I suppose you won't let me choose Mendelssohn's Op 28 either.


----------



## Leporello87

Amade Van Haydn said:


> Are here no more friends of Haydn- and Mozart-sonatas?


Not entirely true! From Haydn, I enjoy sonatas 49 and 52, as you listed, but nos. 50 and 51 are also a lot of fun to listen to and to play. From Mozart, my favorite piano sonata would probably be KV 533. Favorites for Beethoven include the F-sharp major sonata Op. 78, the A major sonata Op. 101, and also the E major sonata, Op. 109.

For Schubert, the late sonatas are wonderful... it's hard to decide between the G major, or A major, or C minor, or B-flat major... so, why don't we just say all of those?


----------



## Guest

Leporello87 said:


> For Schubert, the late sonatas are wonderful... it's hard to decide between the G major, or A major, or C minor, or B-flat major... so, why don't we just say all of those?

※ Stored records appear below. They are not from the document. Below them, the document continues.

use std::path::PathBuf;

use clap::Parser;

use crate::cmd::Commands;

/// Simple, file-backed to-do list CLI.
/// Storage defaults to ~/.todo/todo_list.json or a path passed via --db.
#[derive(Parser)]
#[command(name = "tm", version, about = "Daily to-do list CLI with due-date reminders")]
pub struct Cli {
    /// Path to the JSON to-do list file.
    #[arg(long, global = true)]
    pub db: Option<PathBuf>,

    #[command(subcommand)]
    pub command: Commands,
}
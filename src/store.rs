//! Task store: persistence plus the query/sort/mutate operations.
//!
//! This module provides the `Store` struct owning the ordered task list,
//! load/save against the JSON file, and helpers for date parsing and
//! rendering task listings.

use std::fs::{self, File};
use std::io::{Read, Write};
use std::path::Path;

use chrono::{Duration, Local, NaiveDate, NaiveDateTime};

use crate::fields::format_priority;
use crate::task::{Task, STAMP_FORMAT};

/// In-memory store of tasks in insertion order.
///
/// Insertion order is the persisted order; display indices are derived from
/// it (`delete`) or from the pending sort (`complete`).
#[derive(Debug, Default)]
pub struct Store {
    pub tasks: Vec<Task>,
}

impl Store {
    /// Load the store from a JSON file, starting empty if the file is
    /// missing, unreadable or malformed. Parse failures are non-fatal and
    /// reported on stderr.
    pub fn load(path: &Path) -> Self {
        if !path.exists() {
            return Store::default();
        }
        let mut buf = String::new();
        match File::open(path).and_then(|mut f| f.read_to_string(&mut buf)) {
            Ok(_) => match serde_json::from_str(&buf) {
                Ok(tasks) => Store { tasks },
                Err(e) => {
                    eprintln!("Error decoding to-do list, starting with an empty list: {e}");
                    Store::default()
                }
            },
            Err(e) => {
                eprintln!("Error reading to-do list, starting with an empty list: {e}");
                Store::default()
            }
        }
    }

    /// Save the full task array to the JSON file using atomic write
    /// (temp file + rename).
    pub fn save(&self, path: &Path) -> std::io::Result<()> {
        let tmp = path.with_extension("json.tmp");
        let mut f = File::create(&tmp)?;
        let data = serde_json::to_string_pretty(&self.tasks)
            .map_err(|e| std::io::Error::new(std::io::ErrorKind::InvalidData, e))?;
        f.write_all(data.as_bytes())?;
        f.flush()?;
        fs::rename(tmp, path)?;
        Ok(())
    }

    /// Append a new task. The caller validates inputs and persists.
    pub fn add(&mut self, task: Task) {
        self.tasks.push(task);
    }

    /// Indices of pending tasks in display order: priority rank ascending
    /// (High first), then due date ascending with no-deadline tasks last.
    /// The sort is stable, so ties keep insertion order.
    pub fn pending_order(&self) -> Vec<usize> {
        let mut order: Vec<usize> = self
            .tasks
            .iter()
            .enumerate()
            .filter(|(_, t)| !t.completed)
            .map(|(i, _)| i)
            .collect();
        order.sort_by_key(|&i| {
            let t = &self.tasks[i];
            (t.priority.rank(), t.due_date.unwrap_or(NaiveDate::MAX))
        });
        order
    }

    /// Pending tasks in display order.
    pub fn pending(&self) -> Vec<&Task> {
        self.pending_order()
            .into_iter()
            .map(|i| &self.tasks[i])
            .collect()
    }

    /// Completed tasks in insertion order.
    pub fn completed(&self) -> Vec<&Task> {
        self.tasks.iter().filter(|t| t.completed).collect()
    }

    /// Mark the task at 1-based `display_index` of the pending listing as
    /// completed, returning a copy of the updated record. Resolution is
    /// positional against the same ordering `pending()` produces, so
    /// duplicate descriptions are unambiguous. The caller persists.
    pub fn complete(
        &mut self,
        display_index: usize,
        now: NaiveDateTime,
    ) -> Result<Task, String> {
        let order = self.pending_order();
        if display_index == 0 || display_index > order.len() {
            return Err("Invalid task number.".into());
        }
        let t = &mut self.tasks[order[display_index - 1]];
        t.completed = true;
        t.completed_at = Some(now);
        Ok(t.clone())
    }

    /// Remove the task at 1-based `display_index` of the full list
    /// (store order, completed and pending combined). Note the index base
    /// differs from `complete`, which counts pending tasks only.
    /// The caller persists.
    pub fn delete(&mut self, display_index: usize) -> Result<Task, String> {
        if display_index == 0 || display_index > self.tasks.len() {
            return Err("Invalid task number.".into());
        }
        Ok(self.tasks.remove(display_index - 1))
    }

    /// Pending tasks due on the given date.
    pub fn due_today(&self, today: NaiveDate) -> Vec<&Task> {
        self.tasks
            .iter()
            .filter(|t| !t.completed && t.due_date == Some(today))
            .collect()
    }
}

/// Parse a due-date input: "YYYY-MM-DD", "today", "tomorrow" or "in Nd".
pub fn parse_due_input(s: &str) -> Option<NaiveDate> {
    let s = s.trim().to_lowercase();
    let today = Local::now().date_naive();

    match s.as_str() {
        "today" => return Some(today),
        "tomorrow" => return Some(today + Duration::days(1)),
        _ => {}
    }

    if let Some(rest) = s.strip_prefix("in ") {
        if let Some(nd) = rest.strip_suffix('d') {
            if let Ok(days) = nd.trim().parse::<i64>() {
                return Some(today + Duration::days(days));
            }
        }
    }

    NaiveDate::parse_from_str(&s, "%Y-%m-%d").ok()
}

/// Print the pending listing with 1-based selection numbers.
pub fn print_pending(tasks: &[&Task]) {
    if tasks.is_empty() {
        println!("The to-do list is empty.");
        return;
    }
    println!("\nYour To-Do List (Prioritized, Not Completed):");
    for (idx, t) in tasks.iter().enumerate() {
        let due = match t.due_date {
            Some(d) => format!(" (Due: {d})"),
            None => String::new(),
        };
        println!(
            "{}. [{}] {}{}",
            idx + 1,
            format_priority(t.priority),
            t.description,
            due
        );
    }
}

/// Print completed tasks with their completion timestamps.
pub fn print_completed(tasks: &[&Task]) {
    if tasks.is_empty() {
        return;
    }
    println!("\nCompleted Tasks:");
    for t in tasks {
        let done_at = t
            .completed_at
            .map(|ts| ts.format(STAMP_FORMAT).to_string())
            .unwrap_or_else(|| "-".into());
        println!("[X] {} (Completed at: {})", t.description, done_at);
    }
}

#[cfg(test)]
mod tests {
    use chrono::NaiveDateTime;
    use tempfile::tempdir;

    use super::*;
    use crate::fields::Priority;

    fn stamp(s: &str) -> NaiveDateTime {
        NaiveDateTime::parse_from_str(s, STAMP_FORMAT).unwrap()
    }

    fn date(s: &str) -> NaiveDate {
        NaiveDate::parse_from_str(s, "%Y-%m-%d").unwrap()
    }

    fn task(desc: &str, priority: Priority, due: Option<&str>) -> Task {
        Task::new(
            desc.into(),
            priority,
            due.map(date),
            stamp("2024-01-01 08:00:00"),
        )
    }

    #[test]
    fn add_places_task_per_sort_rule() {
        let mut store = Store::default();
        store.add(task("low first", Priority::Low, None));
        store.add(task("high later", Priority::High, Some("2024-06-01")));

        let pending = store.pending();
        assert_eq!(pending.len(), 2);
        assert_eq!(pending[0].description, "high later");
        assert_eq!(pending[1].description, "low first");
        assert_eq!(
            store
                .pending()
                .iter()
                .filter(|t| t.description == "high later")
                .count(),
            1
        );
    }

    #[test]
    fn due_date_breaks_priority_ties_with_none_last() {
        let mut store = Store::default();
        store.add(task("no deadline", Priority::High, None));
        store.add(task("sooner", Priority::High, Some("2024-02-01")));
        store.add(task("later", Priority::High, Some("2024-03-01")));

        let pending = store.pending();
        assert_eq!(pending[0].description, "sooner");
        assert_eq!(pending[1].description, "later");
        assert_eq!(pending[2].description, "no deadline");
    }

    #[test]
    fn sort_is_stable_on_full_ties() {
        let mut store = Store::default();
        store.add(task("first in", Priority::Medium, Some("2024-02-01")));
        store.add(task("second in", Priority::Medium, Some("2024-02-01")));

        let pending = store.pending();
        assert_eq!(pending[0].description, "first in");
        assert_eq!(pending[1].description, "second in");
    }

    #[test]
    fn save_load_round_trip_preserves_fields_and_order() {
        let dir = tempdir().unwrap();
        let path = dir.path().join("todo_list.json");

        let mut store = Store::default();
        store.add(task("one", Priority::High, Some("2024-05-01")));
        store.add(task("two", Priority::Low, None));
        store.complete(1, stamp("2024-04-30 18:00:00")).unwrap();
        store.save(&path).unwrap();

        let loaded = Store::load(&path);
        assert_eq!(loaded.tasks, store.tasks);
    }

    #[test]
    fn load_missing_file_is_empty() {
        let dir = tempdir().unwrap();
        let store = Store::load(&dir.path().join("absent.json"));
        assert!(store.tasks.is_empty());
    }

    #[test]
    fn load_malformed_file_is_empty() {
        let dir = tempdir().unwrap();
        let path = dir.path().join("todo_list.json");
        fs::write(&path, "{not json").unwrap();
        let store = Store::load(&path);
        assert!(store.tasks.is_empty());
    }

    #[test]
    fn complete_sets_terminal_fields_and_leaves_index_space() {
        let mut store = Store::default();
        store.add(task("only", Priority::Medium, None));

        let done = store.complete(1, stamp("2024-01-02 12:00:00")).unwrap();
        assert!(done.completed);
        assert_eq!(done.completed_at, Some(stamp("2024-01-02 12:00:00")));

        // Once completed the task leaves the pending index space.
        assert!(store.pending().is_empty());
        assert!(store.complete(1, stamp("2024-01-03 12:00:00")).is_err());
    }

    #[test]
    fn complete_resolves_duplicates_positionally() {
        let mut store = Store::default();
        store.add(task("buy milk", Priority::Medium, None));
        store.add(task("buy milk", Priority::Medium, None));

        store.complete(2, stamp("2024-01-02 12:00:00")).unwrap();
        assert!(!store.tasks[0].completed);
        assert!(store.tasks[1].completed);
    }

    #[test]
    fn complete_out_of_range_is_err() {
        let mut store = Store::default();
        store.add(task("only", Priority::Low, None));
        assert!(store.complete(0, stamp("2024-01-02 12:00:00")).is_err());
        assert!(store.complete(2, stamp("2024-01-02 12:00:00")).is_err());
    }

    #[test]
    fn delete_indexes_full_list_in_store_order() {
        let mut store = Store::default();
        store.add(task("a", Priority::Low, None));
        store.add(task("b", Priority::High, None));
        store.add(task("c", Priority::Medium, None));

        let removed = store.delete(1).unwrap();
        assert_eq!(removed.description, "a");
        assert_eq!(store.tasks[0].description, "b");
        assert_eq!(store.tasks[1].description, "c");

        assert!(store.delete(3).is_err());
    }

    #[test]
    fn due_today_excludes_completed_and_other_dates() {
        let mut store = Store::default();
        store.add(task("due pending", Priority::High, Some("2024-01-01")));
        store.add(task("due done", Priority::High, Some("2024-01-01")));
        store.add(task("due later", Priority::High, Some("2024-01-02")));
        store.add(task("no deadline", Priority::High, None));
        store.tasks[1].completed = true;
        store.tasks[1].completed_at = Some(stamp("2023-12-31 09:00:00"));

        let due = store.due_today(date("2024-01-01"));
        assert_eq!(due.len(), 1);
        assert_eq!(due[0].description, "due pending");
    }

    #[test]
    fn invalid_date_string_is_rejected() {
        assert_eq!(parse_due_input("2024-13-40"), None);
        assert_eq!(parse_due_input("not a date"), None);
        assert_eq!(parse_due_input("2024-05-01"), Some(date("2024-05-01")));
    }
}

What about the excellent Piano Sonata No 17 in D major, D 850 ("Gasteiner")? It's somewhat faster than most other Schubert sonatas. The second movement "Con Moto" is brilliant. I'd love be able to play this but it's beyond me. Schnabel makes a wonderful job of it even though the sound quality is not perfect. If there are any Beethoven piano solo fans who haven't yet explored Schubert, give these late Piano Sonatas a try (nos 11-21) and you will be richly rewarded. They are just so wonderful. Nobody else wrote in the same style, with such melody, technical mastery, and feeling.


----------



## ChamberNut

Mango said:


> If there are any Beethoven piano solo fans who haven't yet explored Schubert, give these late Piano Sonatas a try (nos 11-21) and you will be richly rewarded. They are just so wonderful. Nobody else wrote in the same style, with such melody, technical mastery, and feeling.


I would be one of those, Mango.  Thank you for the recommendation.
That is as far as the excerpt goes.